Alien and Aliens - HBO Max has the whole series (Alien 3, Resurrection, vs. Predator) but we all know the truth. The Ridley Scott original and James Cameron sequel are the standard by which sci-fi horror and sci-fi action respectively are held. Each is a stone cold classic on its own, and together, maybe the best one-two punch in sci-fi history.
Batman - Because HBO Max is so densely populated with Warner Bros., and thereby DC films, basically it’s Batty for Batman. So that’s cool. But the best of all of those is the 1989 Tim Burton film, which basically relegitimized comic book films in Hollywood and got the whole ball rolling on them as more serious pieces of filmmaking.
Blade Runner: The Final Cut - Ridley Scott’s groundbreaking sci-fi film starring Harrison Ford gained the clout to be on a list like this long after its release. It wasn’t until the film was finished the way Scott wanted it, and then perfected in this cut, that people began to see its brilliance. And as a result, appreciate just how stunningly gorgeous every frame is.
Eraserhead - Not many filmmakers are famous enough to have an adjective made out of their name. David Lynch is, though—and probably the most Lynchian of his career is this, his first feature. Eraserhead—which debuted in 1977—is audacious, weird, gross, and proof that original voices, when given free rein, can accomplish great things.
The Exorcist - Certainly one of the films on the Mount Rushmore of horror, this hugely successful 1973 film by William Friedkin has it all. It’s a great story of a family, scary as all hell, and incredibly gross. It’s stood the test of time and remains all of those things decades after its release. There honestly may not be a better horror movie ever. (Note: Be careful of that sequel.)

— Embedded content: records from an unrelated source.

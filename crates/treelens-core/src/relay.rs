//! Bridge adapter: wires the backend's local events to a [`Bridge`] and the
//! bridge's inbound commands back into the backend.
//!
//! At most one bridge is attached at a time; a second attach is rejected
//! until the first is detached. Handlers left registered on a detached bridge
//! become inert.

use std::sync::atomic::Ordering;
use std::sync::{Arc, Mutex, PoisonError};

use tracing::{debug, debug_span, info, warn};

use crate::backend::{Backend, BackendState};
use crate::bridge::Bridge;
use crate::error::BackendError;
use crate::events::{BackendEvent, ListenerId};
use crate::mutation::MutationTarget;
use crate::protocol::{InboundCommand, InboundEvent, OutboundMessage};

/// The bridge currently attached to a backend.
pub(crate) struct AttachedBridge {
    bridge: Arc<dyn Bridge>,
    listener: ListenerId,
    generation: u64,
}

/// Translates a local event into bridge traffic.
fn forward(bridge: &dyn Bridge, event: &BackendEvent) {
    match event {
        BackendEvent::Root(id) => bridge.send(OutboundMessage::Root { id: id.clone() }),
        BackendEvent::Mount(node) => bridge.send(OutboundMessage::Mount(node.clone())),
        BackendEvent::Update(node) => bridge.send(OutboundMessage::Update(node.clone())),
        BackendEvent::Unmount(id) => {
            bridge.send(OutboundMessage::Unmount { id: id.clone() });
            bridge.forget(id);
        }
        BackendEvent::SetSelection(id) => bridge.send(OutboundMessage::Select { id: id.clone() }),
        _ => {}
    }
}

/// Holds live events back from a new bridge until its replay is sent.
struct ReplayGate {
    held: Mutex<Option<Vec<BackendEvent>>>,
}

impl ReplayGate {
    fn new(closed: bool) -> Self {
        Self {
            held: Mutex::new(closed.then(Vec::new)),
        }
    }

    /// Returns true if `event` should be forwarded now; otherwise keeps it.
    fn pass(&self, event: &BackendEvent) -> bool {
        match self
            .held
            .lock()
            .unwrap_or_else(PoisonError::into_inner)
            .as_mut()
        {
            Some(held) => {
                held.push(event.clone());
                false
            }
            None => true,
        }
    }

    /// Forwards everything held back, then lets events through directly.
    fn open(&self, bridge: &dyn Bridge) {
        loop {
            let batch = {
                let mut held = self.held.lock().unwrap_or_else(PoisonError::into_inner);
                match held.as_mut() {
                    Some(events) if !events.is_empty() => std::mem::take(events),
                    _ => {
                        *held = None;
                        return;
                    }
                }
            };
            for event in &batch {
                forward(bridge, event);
            }
        }
    }
}

/// `mount` for every live record, children first, then `root`s.
fn replay_messages(state: &mut BackendState) -> Vec<OutboundMessage> {
    let BackendState { registry, store, .. } = state;
    let order = store.mount_order(|record| {
        record
            .children
            .iter()
            .filter_map(|child| registry.lookup(child))
            .collect()
    });

    let mut messages: Vec<OutboundMessage> = order
        .iter()
        .filter_map(|id| {
            let record = store.get(id)?;
            Some(OutboundMessage::Mount(
                record.project(id.clone(), |child| registry.get_id(child)),
            ))
        })
        .collect();
    messages.extend(
        store
            .roots()
            .iter()
            .map(|id| OutboundMessage::Root { id: id.clone() }),
    );
    messages
}

impl Backend {
    /// Attaches `bridge` and wires both directions.
    ///
    /// With `replay_on_attach` set, the bridge first receives a `mount` for
    /// every live component (children before parents) and a `root` for every
    /// root, so a late inspector starts from a consistent tree. The replay is
    /// taken in the same step that subscribes the bridge to live events, and
    /// events raised while the replay is being sent follow it.
    ///
    /// # Errors
    ///
    /// - [`BackendError::BridgeAlreadyAttached`] if another bridge is attached
    pub fn attach_bridge(self: &Arc<Self>, bridge: Arc<dyn Bridge>) -> Result<(), BackendError> {
        let mut slot = self.bridge.lock().unwrap_or_else(PoisonError::into_inner);
        if slot.is_some() {
            warn!("rejecting a second bridge while one is attached");
            return Err(BackendError::BridgeAlreadyAttached);
        }
        let generation = self.bridge_generation.fetch_add(1, Ordering::SeqCst) + 1;

        let backend = Arc::downgrade(self);
        for event in InboundEvent::ALL {
            let backend = backend.clone();
            bridge.on(
                event,
                Arc::new(move |command: InboundCommand| {
                    let Some(backend) = backend.upgrade() else {
                        return;
                    };
                    if backend.is_current_bridge(generation) {
                        backend.handle_command(command);
                    } else {
                        debug!(event = event.name(), "ignoring command from a detached bridge");
                    }
                }),
            );
        }

        let replay = self.config.replay_on_attach;
        let gate = Arc::new(ReplayGate::new(replay));
        let (messages, listener) = {
            let mut state = self.lock();
            let messages = if replay {
                replay_messages(&mut state)
            } else {
                Vec::new()
            };
            let outbound = bridge.clone();
            let gate = gate.clone();
            let listener = self.emitter.on(Arc::new(move |event: &BackendEvent| {
                if gate.pass(event) {
                    forward(outbound.as_ref(), event);
                }
            }));
            (messages, listener)
        };

        *slot = Some(AttachedBridge {
            bridge: bridge.clone(),
            listener,
            generation,
        });
        drop(slot);
        info!(generation, "bridge attached");

        if replay {
            debug!(count = messages.len(), "replaying tree to new bridge");
            for message in messages {
                bridge.send(message);
            }
            gate.open(bridge.as_ref());
        }
        Ok(())
    }

    /// Detaches the current bridge, if any, and returns it.
    pub fn detach_bridge(&self) -> Option<Arc<dyn Bridge>> {
        let attached = self
            .bridge
            .lock()
            .unwrap_or_else(PoisonError::into_inner)
            .take()?;
        self.emitter.off(attached.listener);
        info!(generation = attached.generation, "bridge detached");
        Some(attached.bridge)
    }

    pub fn has_bridge(&self) -> bool {
        self.bridge
            .lock()
            .unwrap_or_else(PoisonError::into_inner)
            .is_some()
    }

    fn is_current_bridge(&self, generation: u64) -> bool {
        self.bridge
            .lock()
            .unwrap_or_else(PoisonError::into_inner)
            .as_ref()
            .is_some_and(|attached| attached.generation == generation)
    }

    /// Runs one inbound command.
    ///
    /// Failures are reported to local diagnostics only; the inspector gets
    /// no reply.
    pub fn handle_command(&self, command: InboundCommand) {
        let span = debug_span!("inbound", command = command.event().name());
        let _enter = span.enter();

        match command {
            InboundCommand::SetState(request) => {
                self.apply_mutation(&request.id, MutationTarget::State, &request.path, request.value);
            }
            InboundCommand::SetProps(request) => {
                self.apply_mutation(&request.id, MutationTarget::Props, &request.path, request.value);
            }
            InboundCommand::SetContext(request) => {
                self.apply_mutation(&request.id, MutationTarget::Context, &request.path, request.value);
            }
            InboundCommand::MakeGlobal { id, path } => {
                self.make_global(&id, &path);
            }
            // Host errors are already logged where they occur.
            InboundCommand::Highlight { id } => {
                let _ = self.highlight(&id);
            }
            InboundCommand::HighlightMany { ids } => {
                let _ = self.highlight_many(&ids);
            }
            InboundCommand::HideHighlight => self.hide_highlight(),
            InboundCommand::Selected { id } => self.mark_selected(&id),
            InboundCommand::CheckSelection => {
                let _ = self.check_selection();
            }
            InboundCommand::Shutdown => self.shutdown(),
        }
    }

    /// Emits `shutdown` and lets the host remove its instrumentation.
    pub fn shutdown(&self) {
        info!("inspector shutdown");
        self.emit(BackendEvent::Shutdown);
        let host = self.host.read().unwrap_or_else(PoisonError::into_inner).clone();
        if let Some(host) = host {
            host.detach_instrumentation();
        }
    }
}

Godzilla - Everyone knows Godzilla. Even people who haven’t seen a Godzilla movie know Godzilla. And the most famous, influential of all the Godzilla movies is this 1954 original. The one that spawned dozens of sequels, reboots, and more (many of which are also on HBO Max). A quintessential piece of film history that’ll make you realize Godzilla isn’t just about big monsters, there’s deeper subtext at play too.
Jaws - Jaws is important to film history like water is important to sustaining life. It created the idea of a summer blockbuster. It launched the careers of people like Steven Spielberg and John Williams into the stratosphere. It scared you from going back into the water. Plus it’s an immensely entertaining film with humor, action, suspense, and heart. Basically, it’s the kind of film every other film aspires to be.
King Kong - In 2021, too many film fans don’t talk about movies that came out before, say, Jaws. But a movie that came out way before that and is equally as excellent is the original 1933 King Kong. Sure it’s black and white. Sure it’s small by today’s standards. But holy crap is it impressive even without that context. In fact, it’s more moving and exciting than 95% of movies made today. HBO Max has other Kong movies too but the original is the best.
The Matrix - Evert genre has its landmark films. Films that you can look at and say “Oh, that’s the one where everything changed again.” In sci-fi, one of those films is the Wachowski’s 1999 film The Matrix. Truly, it’s hard to overstate just how mind-blowing seeing The Matrix was when it came out. And that’s not just because of the effects. It’s the epic story, the incredible action, the original world. All of it. The Matrix is simply amazing.
Mad Max: Fury Road - It’s the newest movie on our list, but does anyone think it doesn’t belong here? There are other Mad Max movies on HBO Max too but none of them (even the good ones) hold a candle to this unfathomable piece of art. Art that just so happens to kick unspeakable amounts of ass along the way.
The Lord of the Rings: The Return of the King - All of Peter Jackson’s J.R.R. Tolkien movies are on HBO Max, but if you have to pick just one, you have to go with the multiple Oscar winner, right? To be fair, the three Lord of the Rings movies complement each other perfectly. Any one by themselves is good...but together? They’re incredible. Especially The Return of the King for somehow wrapping it all up.
The Shining - That makes two films on the list for Stanley Kubrick, but can you blame us? The Shining might not be as groundbreaking as 2001 but in terms of quality, it’s right up there. Everything about the movie is so meticulous. So off-putting. So perfect. All of it adds to making the viewer uneasy and, eventually, scared out of their minds. The Shining is a master class in having every aspect of filmmaking working toward a single goal.
Superman: The Movie - Previously I said that Burton’s Batman changed the superhero game. And it did. But a decade before that, Richard Donner’s blockbuster vision of Superman basically defined it. The tag line was “You’ll believe a man can fly” and you did. The visual effects were outstanding, the performances and cast were even better, and the scope blew people away. It set the bar so high in 1978 that it took until Batman for anyone to even come close. Most superhero films still aspire to it today.
The Wizard of Oz - Most people grew up on 1939's The Wizard of Oz, based on L. Frank Baum’s classic works. You’ve seen it a million times. Know every line. Every song. Every piece of trivia. You mom knows it, your grandpa knows it, everyone knows it. It takes a special movie to cross all boundaries in that way and this incredibly lush musical production filled with unforgettable visuals is exactly that. Everyone can relate to one of the characters, everyone has a favorite scene, everything about it has stood the test of time. And if you’re sore about the news that Hollywood is about to do a fresh retelling well, now’s a good time to revisit this classic.